---------- Data records

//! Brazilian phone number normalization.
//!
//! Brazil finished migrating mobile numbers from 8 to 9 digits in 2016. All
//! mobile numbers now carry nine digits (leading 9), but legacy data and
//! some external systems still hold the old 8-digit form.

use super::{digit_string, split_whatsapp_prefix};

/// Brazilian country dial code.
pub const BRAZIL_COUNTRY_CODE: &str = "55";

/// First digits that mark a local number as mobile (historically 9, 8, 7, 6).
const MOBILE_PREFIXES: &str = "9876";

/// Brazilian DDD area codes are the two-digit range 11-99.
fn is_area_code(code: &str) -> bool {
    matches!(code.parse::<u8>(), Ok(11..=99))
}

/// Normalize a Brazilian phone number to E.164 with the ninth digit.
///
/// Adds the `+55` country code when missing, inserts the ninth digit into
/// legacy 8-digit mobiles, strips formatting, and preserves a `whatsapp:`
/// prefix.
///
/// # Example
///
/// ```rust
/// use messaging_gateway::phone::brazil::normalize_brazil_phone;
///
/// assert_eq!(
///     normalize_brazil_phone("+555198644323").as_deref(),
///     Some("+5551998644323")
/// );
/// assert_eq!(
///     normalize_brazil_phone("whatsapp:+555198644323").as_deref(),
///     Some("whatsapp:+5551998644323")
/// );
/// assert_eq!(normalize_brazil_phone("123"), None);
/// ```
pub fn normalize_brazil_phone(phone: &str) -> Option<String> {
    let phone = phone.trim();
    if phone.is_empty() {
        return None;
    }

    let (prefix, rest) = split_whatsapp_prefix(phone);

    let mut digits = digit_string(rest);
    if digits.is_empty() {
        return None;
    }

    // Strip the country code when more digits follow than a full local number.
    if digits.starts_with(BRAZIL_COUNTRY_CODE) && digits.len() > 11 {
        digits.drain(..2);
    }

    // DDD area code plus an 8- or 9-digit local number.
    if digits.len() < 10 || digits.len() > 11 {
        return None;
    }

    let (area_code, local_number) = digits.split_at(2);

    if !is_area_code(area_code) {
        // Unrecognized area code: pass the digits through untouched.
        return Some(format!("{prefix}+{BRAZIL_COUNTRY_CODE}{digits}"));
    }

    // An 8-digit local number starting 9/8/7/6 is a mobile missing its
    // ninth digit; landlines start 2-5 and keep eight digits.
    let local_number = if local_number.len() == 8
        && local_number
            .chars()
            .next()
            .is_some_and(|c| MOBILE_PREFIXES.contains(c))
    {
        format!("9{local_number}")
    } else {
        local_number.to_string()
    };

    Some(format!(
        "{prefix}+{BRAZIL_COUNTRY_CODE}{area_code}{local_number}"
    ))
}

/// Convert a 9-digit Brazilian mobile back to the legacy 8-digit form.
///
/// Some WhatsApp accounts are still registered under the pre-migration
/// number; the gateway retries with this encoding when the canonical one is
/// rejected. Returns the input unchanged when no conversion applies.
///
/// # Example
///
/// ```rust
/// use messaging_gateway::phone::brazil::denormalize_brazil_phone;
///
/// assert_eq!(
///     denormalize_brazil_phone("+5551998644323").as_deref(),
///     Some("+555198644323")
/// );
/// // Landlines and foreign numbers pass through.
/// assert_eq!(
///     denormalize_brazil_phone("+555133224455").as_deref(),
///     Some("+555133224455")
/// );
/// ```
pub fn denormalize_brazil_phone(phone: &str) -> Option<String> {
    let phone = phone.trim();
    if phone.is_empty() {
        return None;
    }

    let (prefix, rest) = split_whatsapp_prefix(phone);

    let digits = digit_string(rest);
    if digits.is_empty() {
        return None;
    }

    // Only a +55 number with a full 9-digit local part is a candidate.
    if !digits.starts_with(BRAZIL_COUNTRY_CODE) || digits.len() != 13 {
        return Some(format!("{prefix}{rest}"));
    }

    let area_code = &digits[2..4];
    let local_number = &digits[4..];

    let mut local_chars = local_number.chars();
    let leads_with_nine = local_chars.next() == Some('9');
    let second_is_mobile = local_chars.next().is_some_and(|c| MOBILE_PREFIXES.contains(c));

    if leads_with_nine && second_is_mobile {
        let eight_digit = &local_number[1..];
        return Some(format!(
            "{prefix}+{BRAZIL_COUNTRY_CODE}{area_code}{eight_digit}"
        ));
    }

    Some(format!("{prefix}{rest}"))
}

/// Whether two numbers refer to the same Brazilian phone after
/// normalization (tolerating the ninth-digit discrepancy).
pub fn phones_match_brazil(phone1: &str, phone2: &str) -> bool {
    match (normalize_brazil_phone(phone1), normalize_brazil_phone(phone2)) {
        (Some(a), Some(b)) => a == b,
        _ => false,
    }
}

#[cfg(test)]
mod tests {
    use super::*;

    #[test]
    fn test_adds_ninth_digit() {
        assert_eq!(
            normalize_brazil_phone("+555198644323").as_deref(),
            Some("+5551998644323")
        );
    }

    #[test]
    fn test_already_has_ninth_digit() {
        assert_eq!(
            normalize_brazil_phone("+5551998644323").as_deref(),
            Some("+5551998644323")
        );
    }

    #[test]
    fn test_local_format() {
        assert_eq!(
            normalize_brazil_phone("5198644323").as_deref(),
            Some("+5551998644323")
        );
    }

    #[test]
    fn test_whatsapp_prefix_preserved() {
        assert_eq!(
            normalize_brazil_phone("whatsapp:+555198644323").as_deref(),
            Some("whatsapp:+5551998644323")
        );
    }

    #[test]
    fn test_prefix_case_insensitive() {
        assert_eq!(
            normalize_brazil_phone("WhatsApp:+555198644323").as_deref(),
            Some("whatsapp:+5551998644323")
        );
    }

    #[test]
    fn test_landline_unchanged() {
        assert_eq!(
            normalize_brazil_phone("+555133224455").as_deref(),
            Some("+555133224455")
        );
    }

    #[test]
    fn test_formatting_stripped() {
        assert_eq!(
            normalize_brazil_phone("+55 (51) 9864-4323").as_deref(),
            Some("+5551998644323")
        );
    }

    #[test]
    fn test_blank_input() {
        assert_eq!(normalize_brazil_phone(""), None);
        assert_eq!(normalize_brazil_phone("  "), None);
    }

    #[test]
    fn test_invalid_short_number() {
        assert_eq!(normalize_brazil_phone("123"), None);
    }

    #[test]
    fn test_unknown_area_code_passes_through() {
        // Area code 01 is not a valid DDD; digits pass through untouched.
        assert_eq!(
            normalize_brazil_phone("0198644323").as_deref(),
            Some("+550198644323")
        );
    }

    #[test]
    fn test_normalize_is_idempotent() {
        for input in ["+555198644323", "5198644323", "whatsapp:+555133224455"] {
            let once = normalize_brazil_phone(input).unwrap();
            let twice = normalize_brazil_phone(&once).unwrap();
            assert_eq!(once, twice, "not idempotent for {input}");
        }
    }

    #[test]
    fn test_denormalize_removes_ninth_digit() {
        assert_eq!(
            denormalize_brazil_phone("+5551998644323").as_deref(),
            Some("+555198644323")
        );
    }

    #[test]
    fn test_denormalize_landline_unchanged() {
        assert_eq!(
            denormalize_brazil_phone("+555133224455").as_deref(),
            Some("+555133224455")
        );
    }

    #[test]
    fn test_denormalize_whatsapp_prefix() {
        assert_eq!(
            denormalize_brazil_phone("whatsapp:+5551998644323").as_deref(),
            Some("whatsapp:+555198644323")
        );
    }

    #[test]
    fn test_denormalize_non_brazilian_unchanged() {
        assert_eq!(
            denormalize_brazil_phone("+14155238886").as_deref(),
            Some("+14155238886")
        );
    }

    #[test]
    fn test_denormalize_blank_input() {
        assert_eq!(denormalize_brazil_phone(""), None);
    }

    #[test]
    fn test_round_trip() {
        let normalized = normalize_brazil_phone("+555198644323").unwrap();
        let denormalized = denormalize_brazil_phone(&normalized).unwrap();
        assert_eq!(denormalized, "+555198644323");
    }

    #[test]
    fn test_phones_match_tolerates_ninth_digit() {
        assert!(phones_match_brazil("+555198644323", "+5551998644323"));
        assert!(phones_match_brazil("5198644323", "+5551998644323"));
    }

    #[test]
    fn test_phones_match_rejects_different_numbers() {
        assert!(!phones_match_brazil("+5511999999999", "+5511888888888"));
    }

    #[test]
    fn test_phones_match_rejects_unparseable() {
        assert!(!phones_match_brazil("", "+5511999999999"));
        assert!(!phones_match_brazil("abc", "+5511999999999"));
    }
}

--------------------
---------- Data records

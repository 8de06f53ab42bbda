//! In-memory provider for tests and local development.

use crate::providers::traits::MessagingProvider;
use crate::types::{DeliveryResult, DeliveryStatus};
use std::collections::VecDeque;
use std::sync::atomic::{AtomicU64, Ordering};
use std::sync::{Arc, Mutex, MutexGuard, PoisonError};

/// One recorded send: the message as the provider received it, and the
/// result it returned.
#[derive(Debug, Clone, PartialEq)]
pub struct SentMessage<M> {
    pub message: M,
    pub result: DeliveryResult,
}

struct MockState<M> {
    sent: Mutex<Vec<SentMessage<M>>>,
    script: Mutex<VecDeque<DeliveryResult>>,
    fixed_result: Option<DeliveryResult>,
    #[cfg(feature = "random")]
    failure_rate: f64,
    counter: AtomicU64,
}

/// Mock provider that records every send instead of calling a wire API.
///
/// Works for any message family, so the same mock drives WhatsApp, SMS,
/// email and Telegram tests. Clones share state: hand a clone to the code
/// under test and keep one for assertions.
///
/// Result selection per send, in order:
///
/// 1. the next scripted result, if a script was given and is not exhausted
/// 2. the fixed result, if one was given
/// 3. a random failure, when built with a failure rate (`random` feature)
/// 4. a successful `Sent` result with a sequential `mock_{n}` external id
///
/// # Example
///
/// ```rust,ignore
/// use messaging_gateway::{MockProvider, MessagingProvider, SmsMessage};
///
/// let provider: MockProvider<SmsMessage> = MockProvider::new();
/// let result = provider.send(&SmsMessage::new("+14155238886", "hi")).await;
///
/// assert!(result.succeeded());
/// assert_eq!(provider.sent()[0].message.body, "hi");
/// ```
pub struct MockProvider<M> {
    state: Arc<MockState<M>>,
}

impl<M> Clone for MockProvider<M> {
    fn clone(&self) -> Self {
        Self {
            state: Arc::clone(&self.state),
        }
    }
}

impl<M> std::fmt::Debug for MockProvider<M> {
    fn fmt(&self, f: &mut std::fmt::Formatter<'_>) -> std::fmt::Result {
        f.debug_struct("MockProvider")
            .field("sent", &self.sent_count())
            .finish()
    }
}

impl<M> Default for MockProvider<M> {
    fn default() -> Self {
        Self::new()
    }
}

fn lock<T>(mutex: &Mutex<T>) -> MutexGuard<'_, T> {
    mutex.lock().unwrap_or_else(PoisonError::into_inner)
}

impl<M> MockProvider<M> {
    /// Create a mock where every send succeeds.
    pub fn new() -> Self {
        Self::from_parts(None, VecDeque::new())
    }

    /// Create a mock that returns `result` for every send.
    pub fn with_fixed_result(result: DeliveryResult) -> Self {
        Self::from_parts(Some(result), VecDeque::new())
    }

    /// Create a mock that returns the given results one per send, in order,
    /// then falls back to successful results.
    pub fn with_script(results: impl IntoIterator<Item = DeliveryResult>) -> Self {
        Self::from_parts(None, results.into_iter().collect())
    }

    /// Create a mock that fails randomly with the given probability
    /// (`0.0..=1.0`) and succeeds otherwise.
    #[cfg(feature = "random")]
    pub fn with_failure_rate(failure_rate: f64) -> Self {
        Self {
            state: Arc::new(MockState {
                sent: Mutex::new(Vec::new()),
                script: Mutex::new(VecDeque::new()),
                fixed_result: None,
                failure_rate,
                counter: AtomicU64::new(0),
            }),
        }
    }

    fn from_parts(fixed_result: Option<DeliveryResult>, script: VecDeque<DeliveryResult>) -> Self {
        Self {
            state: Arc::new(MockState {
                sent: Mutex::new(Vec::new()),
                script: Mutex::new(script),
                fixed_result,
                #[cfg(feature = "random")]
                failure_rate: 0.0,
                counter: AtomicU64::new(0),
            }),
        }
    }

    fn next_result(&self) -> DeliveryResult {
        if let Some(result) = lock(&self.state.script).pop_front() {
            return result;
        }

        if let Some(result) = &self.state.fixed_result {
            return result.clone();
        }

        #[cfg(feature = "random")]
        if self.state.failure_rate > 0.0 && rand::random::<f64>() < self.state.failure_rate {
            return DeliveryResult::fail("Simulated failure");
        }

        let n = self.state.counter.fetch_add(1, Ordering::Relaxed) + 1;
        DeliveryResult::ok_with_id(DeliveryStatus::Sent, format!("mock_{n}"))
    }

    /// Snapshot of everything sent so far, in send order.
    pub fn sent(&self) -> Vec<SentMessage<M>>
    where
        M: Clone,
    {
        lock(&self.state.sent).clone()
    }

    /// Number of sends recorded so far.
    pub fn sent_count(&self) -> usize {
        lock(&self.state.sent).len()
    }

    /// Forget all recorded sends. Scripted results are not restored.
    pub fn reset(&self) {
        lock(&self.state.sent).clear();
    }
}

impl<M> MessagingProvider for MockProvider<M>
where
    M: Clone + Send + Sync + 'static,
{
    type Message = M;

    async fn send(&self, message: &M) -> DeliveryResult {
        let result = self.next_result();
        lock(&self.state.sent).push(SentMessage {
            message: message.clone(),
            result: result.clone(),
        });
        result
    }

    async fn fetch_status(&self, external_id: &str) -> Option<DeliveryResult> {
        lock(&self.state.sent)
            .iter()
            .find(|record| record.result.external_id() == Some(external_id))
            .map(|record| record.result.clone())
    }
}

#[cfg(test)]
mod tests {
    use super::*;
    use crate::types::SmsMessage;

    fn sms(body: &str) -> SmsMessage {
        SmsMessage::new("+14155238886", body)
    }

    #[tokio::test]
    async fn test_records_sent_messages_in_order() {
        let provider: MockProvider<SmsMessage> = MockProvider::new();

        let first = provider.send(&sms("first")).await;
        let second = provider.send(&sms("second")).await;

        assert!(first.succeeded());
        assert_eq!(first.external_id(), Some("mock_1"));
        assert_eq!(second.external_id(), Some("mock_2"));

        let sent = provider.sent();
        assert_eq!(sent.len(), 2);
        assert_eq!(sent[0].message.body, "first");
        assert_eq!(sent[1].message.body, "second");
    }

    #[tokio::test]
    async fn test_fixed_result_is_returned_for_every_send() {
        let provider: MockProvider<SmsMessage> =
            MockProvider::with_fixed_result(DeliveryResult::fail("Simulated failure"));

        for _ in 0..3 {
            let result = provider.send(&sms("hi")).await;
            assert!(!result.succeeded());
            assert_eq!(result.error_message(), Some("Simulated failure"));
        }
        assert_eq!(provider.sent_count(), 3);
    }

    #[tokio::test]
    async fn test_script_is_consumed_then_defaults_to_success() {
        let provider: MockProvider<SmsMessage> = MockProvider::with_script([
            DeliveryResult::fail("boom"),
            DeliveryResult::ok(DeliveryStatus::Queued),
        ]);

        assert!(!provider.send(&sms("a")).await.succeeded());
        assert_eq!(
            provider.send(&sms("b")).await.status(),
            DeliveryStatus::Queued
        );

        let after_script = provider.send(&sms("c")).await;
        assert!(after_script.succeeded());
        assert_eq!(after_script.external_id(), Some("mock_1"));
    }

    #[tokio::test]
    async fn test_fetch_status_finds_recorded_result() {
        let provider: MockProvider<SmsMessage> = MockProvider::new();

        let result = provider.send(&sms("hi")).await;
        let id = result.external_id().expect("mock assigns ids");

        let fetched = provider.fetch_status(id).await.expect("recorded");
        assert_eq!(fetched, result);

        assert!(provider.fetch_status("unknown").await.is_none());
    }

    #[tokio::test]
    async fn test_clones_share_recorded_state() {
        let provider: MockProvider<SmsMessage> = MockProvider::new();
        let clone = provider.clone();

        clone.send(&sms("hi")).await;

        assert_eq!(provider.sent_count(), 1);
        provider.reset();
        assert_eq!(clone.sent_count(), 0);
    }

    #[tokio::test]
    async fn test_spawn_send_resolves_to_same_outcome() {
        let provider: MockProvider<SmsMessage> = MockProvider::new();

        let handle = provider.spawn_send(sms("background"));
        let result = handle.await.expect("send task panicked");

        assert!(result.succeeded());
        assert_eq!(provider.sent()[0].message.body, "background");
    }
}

--------------------

Task to carry out:
Wherever a line in the entries holds "when", copy that line.

Result below:
/// Adds the `+55` country code when missing, inserts the ninth digit into
    // Strip the country code when more digits follow than a full local number.
/// number; the gateway retries with this encoding when the canonical one is
/// rejected. Returns the input unchanged when no conversion applies.
/// 3. a random failure, when built with a failure rate (`random` feature)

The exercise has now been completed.